La jurisprudence francophone des Cours suprêmes


recherche avancée

17/02/2025 | FRANCE | N°497853

France | France, Conseil d'État, 1ère chambre, 17 février 2025, 497853


Vu la procédure suivante :



L'association " Issy ophtalmologique " a demandé au juge des référés du tribunal administratif de Cergy-Pontoise, sur le fondement de l'article L. 521-1 du code de justice administrative, de suspendre l'exécution de la décision du 18 juillet 2024 par laquelle le directeur de la caisse primaire d'assurance maladie des Hauts-de-Seine a suspendu pour une durée de cinq ans prenant effet au 2 septembre 2024, sans sursis, la possibilité pour elle d'exercer dans le cadre conventionnel.

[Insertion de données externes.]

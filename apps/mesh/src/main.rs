use std::path::PathBuf;
use std::sync::Arc;
use std::time::Duration;

use anyhow::{Context, Result, bail};
use clap::Parser;
use mesh_core::telemetry::logging::{self, LogConfig, LogLevel};
use mesh_core::transport::loopback::LoopbackNetwork;
use mesh_core::{DataChannel, MeshConfig, MeshEvent, Payload, TransportMode};
use relay_bus::LocalRelay;
use tokio::time::Instant;

#[derive(Parser, Debug)]
#[command(name = "mesh", about = "Run an in-process peer mesh over a local relay")]
struct Cli {
    #[arg(long, short = 'n', default_value_t = 3, help = "Number of participants")]
    participants: usize,

    #[arg(long, short = 'm', default_value = "hello world")]
    message: String,

    #[arg(long, value_enum, help = "Overrides MESH_TRANSPORT and the other MESH_* defaults")]
    transport: Option<TransportMode>,

    #[arg(long)]
    chunk_size: Option<usize>,

    #[arg(long, default_value = "mesh-lobby")]
    channel: String,

    #[arg(long, help = "End the room when the broadcaster leaves")]
    close_entire_session: bool,

    #[arg(long, value_enum, default_value_t = LogLevel::Warn)]
    log_level: LogLevel,

    #[arg(long, help = "Write logs to a file instead of stderr")]
    log_file: Option<PathBuf>,

    #[arg(long, default_value_t = 10)]
    timeout_secs: u64,
}

async fn wait_for(what: &str, limit: Duration, mut check: impl FnMut() -> bool) -> Result<()> {
    let give_up = Instant::now() + limit;
    while !check() {
        if Instant::now() > give_up {
            bail!("timed out waiting for {what}");
        }
        tokio::time::sleep(Duration::from_millis(20)).await;
    }
    Ok(())
}

fn describe(payload: &Payload) -> String {
    match payload {
        Payload::Text(text) => text.clone(),
        Payload::Object(value) => value.to_string(),
    }
}

#[tokio::main]
async fn main() -> Result<()> {
    let cli = Cli::parse();
    logging::init(&LogConfig {
        level: cli.log_level,
        file: cli.log_file.clone(),
    })
    .context("failed to initialise logging")?;

    if cli.participants < 2 {
        bail!("a mesh needs at least two participants");
    }

    let mut config = match cli.transport {
        Some(mode) => MeshConfig::for_mode(mode),
        None => MeshConfig::from_env(),
    };
    if let Some(chunk_size) = cli.chunk_size {
        config = config.with_chunk_size(chunk_size);
    }
    if cli.close_entire_session {
        config = config.with_auto_close_entire_session(true);
    }
    let limit = Duration::from_secs(cli.timeout_secs);

    let relay = Arc::new(LocalRelay::new());
    let network = Arc::new(LoopbackNetwork::new());
    let mut members = Vec::with_capacity(cli.participants);
    for idx in 0..cli.participants {
        let name = format!("peer-{idx}");
        let member = DataChannel::new(
            &cli.channel,
            Some(name.as_str()),
            relay.clone(),
            network.clone(),
            config.clone(),
        )
        .with_context(|| format!("failed to create {name}"))?;
        if let Some(mut events) = member.events() {
            tokio::spawn(async move {
                while let Some(event) = events.recv().await {
                    match event {
                        MeshEvent::Message {
                            user_token,
                            payload,
                            latency,
                        } => println!(
                            "{name} <- {user_token}: {} ({} ms)",
                            describe(&payload),
                            latency.as_millis()
                        ),
                        MeshEvent::Opened { user_token } => println!("{name}: link to {user_token} open"),
                        MeshEvent::Left { user_token } => println!("{name}: {user_token} left"),
                        MeshEvent::Error { user_token, error } => {
                            eprintln!("{name}: error from {user_token:?}: {error}")
                        }
                        _ => {}
                    }
                }
            });
        }
        members.push(member);
    }

    let room = members[0].open(None)?;
    println!("peer-0 opened room {room}");
    let expected = cli.participants - 1;
    for (idx, member) in members.iter().enumerate().skip(1) {
        member.connect()?;
        wait_for(&format!("peer-{idx} to join"), limit, || {
            !member.peers().is_empty()
        })
        .await?;
    }
    wait_for("full mesh", limit, || {
        members.iter().all(|member| member.peers().len() == expected)
    })
    .await?;
    println!("mesh of {} participants is open", cli.participants);

    let chunks = members[0].send(cli.message.as_str()).await?;
    println!("peer-0 sent {} bytes in {chunks} chunk(s)", cli.message.len());
    tokio::time::sleep(config.chunk_interval + Duration::from_millis(200)).await;

    members[0].leave()?;
    let give_up = Instant::now() + limit;
    loop {
        let mut successor = None;
        for member in members.iter().skip(1) {
            if member.status().await?.is_broadcaster {
                successor = Some(member.user_token().to_string());
            }
        }
        match successor {
            Some(successor) if !cli.close_entire_session => {
                println!("{successor} took over room {room}");
                break;
            }
            None if cli.close_entire_session => {
                wait_for("room teardown", limit, || {
                    members.iter().all(|member| member.peers().is_empty())
                })
                .await?;
                println!("room {room} closed");
                break;
            }
            _ if Instant::now() > give_up => bail!("timed out waiting for broadcaster handoff"),
            _ => tokio::time::sleep(Duration::from_millis(20)).await,
        }
    }

    drop(members);
    tokio::time::sleep(Duration::from_millis(50)).await;
    Ok(())
}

Par une ordonnance n° 2411094 du 29 août 2024, le

juge des référés du tribunal administratif de Cergy-Pontoise a fait d...

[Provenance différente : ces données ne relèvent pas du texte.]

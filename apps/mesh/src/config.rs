use std::str::FromStr;
use std::time::Duration;

use clap::ValueEnum;
use tracing::warn;

use crate::transport::chunk::{AssemblerConfig, DEFAULT_MAX_INFLIGHT, DEFAULT_TRANSFER_TIMEOUT};

pub const ENV_TRANSPORT: &str = "MESH_TRANSPORT";
pub const ENV_CHUNK_SIZE: &str = "MESH_CHUNK_SIZE";
pub const ENV_CHUNK_INTERVAL_MS: &str = "MESH_CHUNK_INTERVAL_MS";
pub const ENV_AUTO_CLOSE_ENTIRE_SESSION: &str = "MESH_AUTO_CLOSE_ENTIRE_SESSION";
pub const ENV_TRANSMIT_ROOM_ONCE: &str = "MESH_TRANSMIT_ROOM_ONCE";

const DEFAULT_ANNOUNCE_INTERVAL: Duration = Duration::from_millis(100);
const DEFAULT_CANDIDATE_RETRY_INTERVAL: Duration = Duration::from_millis(100);

/// Preferred peer-link transport. Only affects chunking defaults.
#[derive(Clone, Copy, Debug, Default, PartialEq, Eq, ValueEnum)]
pub enum TransportMode {
    #[default]
    Sctp,
    Rtp,
}

impl TransportMode {
    pub fn default_chunk_size(self) -> usize {
        match self {
            TransportMode::Sctp => 13_000,
            TransportMode::Rtp => 1_000,
        }
    }

    pub fn default_chunk_interval(self) -> Duration {
        match self {
            TransportMode::Sctp => Duration::from_millis(100),
            TransportMode::Rtp => Duration::from_millis(500),
        }
    }
}

impl FromStr for TransportMode {
    type Err = String;

    fn from_str(value: &str) -> Result<Self, Self::Err> {
        match value.trim().to_ascii_lowercase().as_str() {
            "sctp" => Ok(TransportMode::Sctp),
            "rtp" => Ok(TransportMode::Rtp),
            other => Err(format!("unknown transport mode `{other}`")),
        }
    }
}

#[derive(Debug, Clone, PartialEq, Eq)]
pub struct MeshConfig {
    pub transport_mode: TransportMode,
    pub chunk_size: usize,
    pub chunk_interval: Duration,
    /// End the whole room when the broadcaster leaves instead of handing
    /// the role to the first remaining peer.
    pub auto_close_entire_session: bool,
    pub transmit_room_once: bool,
    pub auto_join: bool,
    pub announce_interval: Duration,
    pub candidate_retry_interval: Duration,
    pub max_inflight_transfers: usize,
    pub transfer_timeout: Duration,
}

impl Default for MeshConfig {
    fn default() -> Self {
        Self::for_mode(TransportMode::default())
    }
}

impl MeshConfig {
    pub fn for_mode(mode: TransportMode) -> Self {
        Self {
            transport_mode: mode,
            chunk_size: mode.default_chunk_size(),
            chunk_interval: mode.default_chunk_interval(),
            auto_close_entire_session: false,
            transmit_room_once: false,
            auto_join: true,
            announce_interval: DEFAULT_ANNOUNCE_INTERVAL,
            candidate_retry_interval: DEFAULT_CANDIDATE_RETRY_INTERVAL,
            max_inflight_transfers: DEFAULT_MAX_INFLIGHT,
            transfer_timeout: DEFAULT_TRANSFER_TIMEOUT,
        }
    }

    /// Load configuration from `MESH_*` environment variables.
    pub fn from_env() -> Self {
        let mode = match std::env::var(ENV_TRANSPORT) {
            Ok(raw) => raw.parse::<TransportMode>().unwrap_or_else(|err: String| {
                warn!(target = "mesh::config", var = ENV_TRANSPORT, error = %err, "using default transport");
                TransportMode::default()
            }),
            Err(_) => TransportMode::default(),
        };
        let mut config = Self::for_mode(mode);
        config.chunk_size = parse_usize_env(ENV_CHUNK_SIZE, config.chunk_size, 1);
        config.chunk_interval = Duration::from_millis(parse_u64_env(
            ENV_CHUNK_INTERVAL_MS,
            config.chunk_interval.as_millis() as u64,
        ));
        config.auto_close_entire_session =
            parse_bool_env(ENV_AUTO_CLOSE_ENTIRE_SESSION, config.auto_close_entire_session);
        config.transmit_room_once = parse_bool_env(ENV_TRANSMIT_ROOM_ONCE, config.transmit_room_once);
        config
    }

    pub fn with_chunk_size(mut self, chunk_size: usize) -> Self {
        self.chunk_size = chunk_size.max(1);
        self
    }

    pub fn with_chunk_interval(mut self, interval: Duration) -> Self {
        self.chunk_interval = interval;
        self
    }

    pub fn with_auto_close_entire_session(mut self, enabled: bool) -> Self {
        self.auto_close_entire_session = enabled;
        self
    }

    pub fn with_transmit_room_once(mut self, enabled: bool) -> Self {
        self.transmit_room_once = enabled;
        self
    }

    pub fn with_auto_join(mut self, enabled: bool) -> Self {
        self.auto_join = enabled;
        self
    }

    pub fn with_announce_interval(mut self, interval: Duration) -> Self {
        self.announce_interval = interval;
        self
    }

    pub fn with_candidate_retry_interval(mut self, interval: Duration) -> Self {
        self.candidate_retry_interval = interval;
        self
    }

    pub fn with_max_inflight_transfers(mut self, max: usize) -> Self {
        self.max_inflight_transfers = max;
        self
    }

    pub fn with_transfer_timeout(mut self, timeout: Duration) -> Self {
        self.transfer_timeout = timeout;
        self
    }

    pub fn assembler(&self) -> AssemblerConfig {
        AssemblerConfig {
            max_inflight: self.max_inflight_transfers,
            transfer_timeout: self.transfer_timeout,
        }
    }
}

fn parse_usize_env(var: &str, default: usize, min: usize) -> usize {
    match std::env::var(var) {
        Ok(value) => match value.trim().parse::<usize>() {
            Ok(parsed) if parsed >= min => parsed,
            Ok(parsed) => {
                warn!(
                    target = "mesh::config",
                    var, parsed, min, default, "value below minimum; using default"
                );
                default
            }
            Err(err) => {
                warn!(
                    target = "mesh::config",
                    var,
                    error = %err,
                    default,
                    "invalid value; using default"
                );
                default
            }
        },
        Err(_) => default,
    }
}

fn parse_u64_env(var: &str, default: u64) -> u64 {
    match std::env::var(var) {
        Ok(value) => value.trim().parse::<u64>().unwrap_or_else(|err| {
            warn!(target = "mesh::config", var, error = %err, default, "invalid value; using default");
            default
        }),
        Err(_) => default,
    }
}

fn parse_bool_env(var: &str, default: bool) -> bool {
    match std::env::var(var) {
        Ok(value) => match value.trim().to_ascii_lowercase().as_str() {
            "1" | "true" | "yes" | "on" => true,
            "0" | "false" | "no" | "off" | "" => false,
            other => {
                warn!(target = "mesh::config", var, value = other, default, "invalid flag; using default");
                default
            }
        },
        Err(_) => default,
    }
}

Vu la procédure suivante :

L'association " Issy ophtalmologique " a demandé au juge des référés du tribunal administratif de Cergy-Pontoise, sur le fondement de l'article L. 521-1 du code de justice administrative, de suspendre l'exécution de la décision du 18 juillet 2024 par laquelle le directeur de la caisse primaire d'assurance maladie des Hauts-de-Seine a suspendu pour une durée de cinq ans prenant effet au 2 septembre 2024, sans sursis, la possibilité pour elle d'exercer dans le cadre conventionnel. Par une ordonnance n° 2411094 du 29 août 2024, le juge des référés du tribunal administratif de Cergy-Pontoise a fait droit à cette demande.

Par un pourvoi sommaire et un mémoire complémentaire, enregistrés les 13 et 30 septembre 2024 au secrétariat du contentieux du Conseil d'Etat, la caisse primaire d'assurance maladie des Hauts-de-Seine demande au Conseil d'Etat :

1°) d'annuler cette ordonnance ;

2°) statuant en référé, de rejeter la demande de l'association " Issy ophtalmologique " ;

3°) de mettre à la charge de l'association " Issy ophtalmologique " la somme de 3 000 euros au titre de l'article L. 761-1 du code de justice administrative.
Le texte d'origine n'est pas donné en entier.